A lot of people want to pretend that politics are like sports. You can root for the Dallas Cowboys, and I can root for the Baltimore Ravens—we can have spirited arguments over which team is better and still remain friends. But politics are not like sports. Identifying with a particular football team has no moral basis; it’s the result of geographic accidents and impulsive decisions as a youth.

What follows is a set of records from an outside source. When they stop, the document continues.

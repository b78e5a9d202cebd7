//! Re-exports of the commonly used parameter types.

pub use crate::{
    gas::{GasCostTable, StateDiffPricing, TransferKind},
    relay::RelayParams,
};
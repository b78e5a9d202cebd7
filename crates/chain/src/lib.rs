//! Interface contracts for the external chain collaborators the relay and vault clients consume
//! (Bitcoin RPC, EVM call traces, event logs, transaction submission), together with the shared
//! retry policy and the single-flight block-timestamp cache.
//!
//! Nothing in this crate implements a transport. Concrete JSON-RPC bindings live with the
//! deployment wiring; the clients only ever see these traits.

pub mod cache;
pub mod errors;
pub mod retry;
pub mod traits;
pub mod types;

pub use errors::ChainIoError;
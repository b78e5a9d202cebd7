//! Chain-work arithmetic on top of [`bitcoin::pow`].

use alloy_primitives::U256;
use bitcoin::{pow::Work, CompactTarget, Target};

use crate::errors::HeaderChainError;

/// Computes the proof-of-work contribution of a header with the given nbits.
///
/// This is the standard Bitcoin difficulty-to-work conversion, `2^256 / (target + 1)`. The nbits
/// value is validated the way Bitcoin Core's `SetCompact` does: a zero mantissa, a set sign bit
/// or an exponent that shifts the mantissa past 256 bits all fail with
/// [`HeaderChainError::InvalidDifficultyBits`].
pub fn work_from_nbits(nbits: u32) -> Result<Work, HeaderChainError> {
    let exponent = nbits >> 24;
    let mantissa = nbits & 0x007f_ffff;

    if mantissa == 0 || nbits & 0x0080_0000 != 0 {
        return Err(HeaderChainError::InvalidDifficultyBits(nbits));
    }

    // Overflow rule from Bitcoin Core's arith_uint256::SetCompact.
    let overflow = exponent > 34
        || (mantissa > 0xff && exponent > 33)
        || (mantissa > 0xffff && exponent > 32);
    if overflow {
        return Err(HeaderChainError::InvalidDifficultyBits(nbits));
    }

    let target = Target::from_compact(CompactTarget::from_consensus(nbits));
    if target == Target::ZERO {
        return Err(HeaderChainError::InvalidDifficultyBits(nbits));
    }

    Ok(target.to_work())
}

/// Adds two work values, failing with [`HeaderChainError::ArithmeticOverflow`] when the sum does
/// not fit in 256 bits.
///
/// [`Work`]'s own `Add` panics on overflow; accumulation across an arbitrarily long header chain
/// must surface the condition as an error instead.
pub fn checked_add_work(lhs: Work, rhs: Work) -> Result<Work, HeaderChainError> {
    let sum = U256::from_be_bytes(lhs.to_be_bytes())
        .checked_add(U256::from_be_bytes(rhs.to_be_bytes()))
        .ok_or(HeaderChainError::ArithmeticOverflow)?;

    Ok(Work::from_be_bytes(sum.to_be_bytes()))
}
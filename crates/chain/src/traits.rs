//! Async interface contracts for the external services the clients consume.

use alloy_primitives::B256;
use async_trait::async_trait;
use bitcoin::{BlockHash, Txid};
use tokio_util::sync::CancellationToken;

use crate::{
    errors::ChainIoError,
    types::{CallTrace, EventLog, HeaderInfo, LogFilter, MerkleProof, PreparedTx},
};

/// Read-side interface to a Bitcoin full node.
#[async_trait]
pub trait BitcoinRpc: Send + Sync {
    /// Fetches a block header and its height by block hash.
    async fn get_block_header(&self, hash: &BlockHash) -> Result<HeaderInfo, ChainIoError>;

    /// Whether the given block is part of the node's current main chain.
    async fn is_in_main_chain(&self, hash: &BlockHash) -> Result<bool, ChainIoError>;

    /// Fetches the merkle inclusion proof for a confirmed transaction.
    async fn get_merkle_proof(
        &self,
        txid: &Txid,
        block_hash: &BlockHash,
    ) -> Result<MerkleProof, ChainIoError>;
}

/// Interface to the EVM node's transaction tracing endpoint.
#[async_trait]
pub trait TraceService: Send + Sync {
    /// Returns the full call tree executed by the given transaction.
    async fn trace_transaction(&self, tx_hash: B256) -> Result<CallTrace, ChainIoError>;
}

/// Interface to the EVM node's event log endpoint.
///
/// Implementations answer a single range query; splitting oversized ranges is handled by
/// [`fetch_logs_paged`](crate::retry::fetch_logs_paged) on top of this trait.
#[async_trait]
pub trait LogService: Send + Sync {
    /// Returns all logs matching the filter, ordered by (block, log index).
    async fn get_logs(&self, filter: &LogFilter) -> Result<Vec<EventLog>, ChainIoError>;
}

/// Callback invoked when an in-flight transaction is about to be replaced (fee bump).
pub type BeforeReplaceFn = Box<dyn Fn(B256, &PreparedTx) + Send + Sync>;

/// Opaque transaction submission service: signing, nonce management and fee bumping live behind
/// this trait.
#[async_trait]
pub trait TransactionService: Send + Sync {
    /// Broadcasts the given transactions in order and optionally waits for confirmation,
    /// returning their hashes.
    ///
    /// Cancelling via `abort` stops the confirmation wait but does not retract anything already
    /// broadcast; registered before-replace callbacks still fire for those transactions.
    async fn send_and_confirm(
        &self,
        txs: &[PreparedTx],
        wait_for_confirmation: bool,
        abort: CancellationToken,
    ) -> Result<Vec<B256>, ChainIoError>;

    /// Registers a callback observing replacement of in-flight transactions.
    fn on_before_replace(&self, callback: BeforeReplaceFn);
}
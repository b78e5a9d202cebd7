//! Fee estimation by state-diff accounting.
//!
//! Instead of a flat per-action gas guess, each pending action records the set of
//! (account, token) balances it is about to touch; the gas cost is the sum of the marginal
//! transfer cost per distinct pair plus the chain's L1 state-diff charge for the touched slots.

use std::collections::BTreeMap;

use alloy_primitives::Address;
use spv_bridge_params::gas::{GasCostTable, TransferKind};

/// Classifies the balance change a transfer to `account` of `token` causes, from the point of
/// view of `caller` (the transaction sender).
pub fn classify_transfer(caller: Address, account: Address, token: Address) -> TransferKind {
    if token == Address::ZERO {
        if account == caller {
            TransferKind::NativeSelf
        } else {
            TransferKind::Native
        }
    } else {
        TransferKind::Erc20
    }
}

/// The set of distinct (account, token) balance slots a pending action touches.
///
/// Recording the same pair twice keeps only the most expensive kind, matching how the EVM
/// charges a slot once however many times a transaction writes it.
#[derive(Debug, Clone, Default, PartialEq, Eq)]
pub struct StateDiff {
    touched: BTreeMap<(Address, Address), TransferKind>,
}

impl StateDiff {
    /// Creates an empty diff.
    pub fn new() -> Self {
        Self::default()
    }

    /// Records a balance change on `(account, token)`.
    pub fn record(&mut self, account: Address, token: Address, kind: TransferKind) {
        self.touched
            .entry((account, token))
            .and_modify(|existing| {
                if rank(kind) > rank(*existing) {
                    *existing = kind;
                }
            })
            .or_insert(kind);
    }

    /// Records a transfer classified relative to the transaction sender.
    pub fn record_transfer(&mut self, caller: Address, account: Address, token: Address) {
        self.record(account, token, classify_transfer(caller, account, token));
    }

    /// Number of distinct touched slots.
    pub fn slots(&self) -> u64 {
        self.touched.len() as u64
    }

    /// Total marginal gas of this diff under the given cost table: per-slot transfer gas plus
    /// the L1 state-diff charge.
    pub fn gas(&self, table: &GasCostTable) -> u64 {
        let transfers: u64 = self
            .touched
            .values()
            .map(|&kind| table.transfer_gas(kind))
            .sum();
        transfers + table.state_diff.gas_for_slots(self.slots())
    }
}

const fn rank(kind: TransferKind) -> u8 {
    match kind {
        TransferKind::NativeSelf => 0,
        TransferKind::Native => 1,
        TransferKind::Erc20 => 2,
    }
}

#[cfg(test)]
mod tests {
    use spv_bridge_params::gas::StateDiffPricing;

    use super::*;

    const CALLER: Address = Address::new([0x01; 20]);
    const OTHER: Address = Address::new([0x02; 20]);
    const TOKEN: Address = Address::new([0xee; 20]);

    #[test]
    fn test_classify_transfer() {
        assert_eq!(
            classify_transfer(CALLER, CALLER, Address::ZERO),
            TransferKind::NativeSelf
        );
        assert_eq!(
            classify_transfer(CALLER, OTHER, Address::ZERO),
            TransferKind::Native
        );
        assert_eq!(classify_transfer(CALLER, OTHER, TOKEN), TransferKind::Erc20);
    }

    #[test]
    fn test_duplicate_pairs_counted_once() {
        let mut diff = StateDiff::new();
        diff.record_transfer(CALLER, OTHER, TOKEN);
        diff.record_transfer(CALLER, OTHER, TOKEN);
        diff.record_transfer(CALLER, OTHER, Address::ZERO);
        assert_eq!(diff.slots(), 2);
    }

    #[test]
    fn test_duplicate_pair_keeps_most_expensive_kind() {
        let mut diff = StateDiff::new();
        diff.record(CALLER, Address::ZERO, TransferKind::Native);
        diff.record(CALLER, Address::ZERO, TransferKind::NativeSelf);
        assert_eq!(diff.slots(), 1);

        let table = GasCostTable::default();
        assert_eq!(diff.gas(&table), table.transfer_native);
    }

    #[test]
    fn test_gas_sums_transfers_and_state_diff() {
        let mut table = GasCostTable::default();
        table.state_diff = StateDiffPricing {
            bytes_per_slot: 34,
            gas_per_byte: 16,
        };

        let mut diff = StateDiff::new();
        diff.record_transfer(CALLER, CALLER, Address::ZERO);
        diff.record_transfer(CALLER, OTHER, TOKEN);

        let expected =
            table.transfer_native_self + table.transfer_erc20 + table.state_diff.gas_for_slots(2);
        assert_eq!(diff.gas(&table), expected);
    }
}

Politics do have a moral basis. It matters if you regulate police violence too much or too little. It matters if you regulate carbon emissions too much or too little. It matters if you regulate access to guns too much or too little. It matters if you follow the scientists on covid-19 too much or too little. It matters if you protect the unemployed from eviction too much or too little. These are moral decisions, because people will live and die as a result.

So, as Pelosi suggests, let’s have a frank and open debate about the nation’s moral values. Let each party make its ideological case and try to persuade the independent voters and non-voters. Let’s drop the pretense that we’re just playing a game. If it makes some people uncomfortable, that’s “good trouble,” as the late John Lewis put it.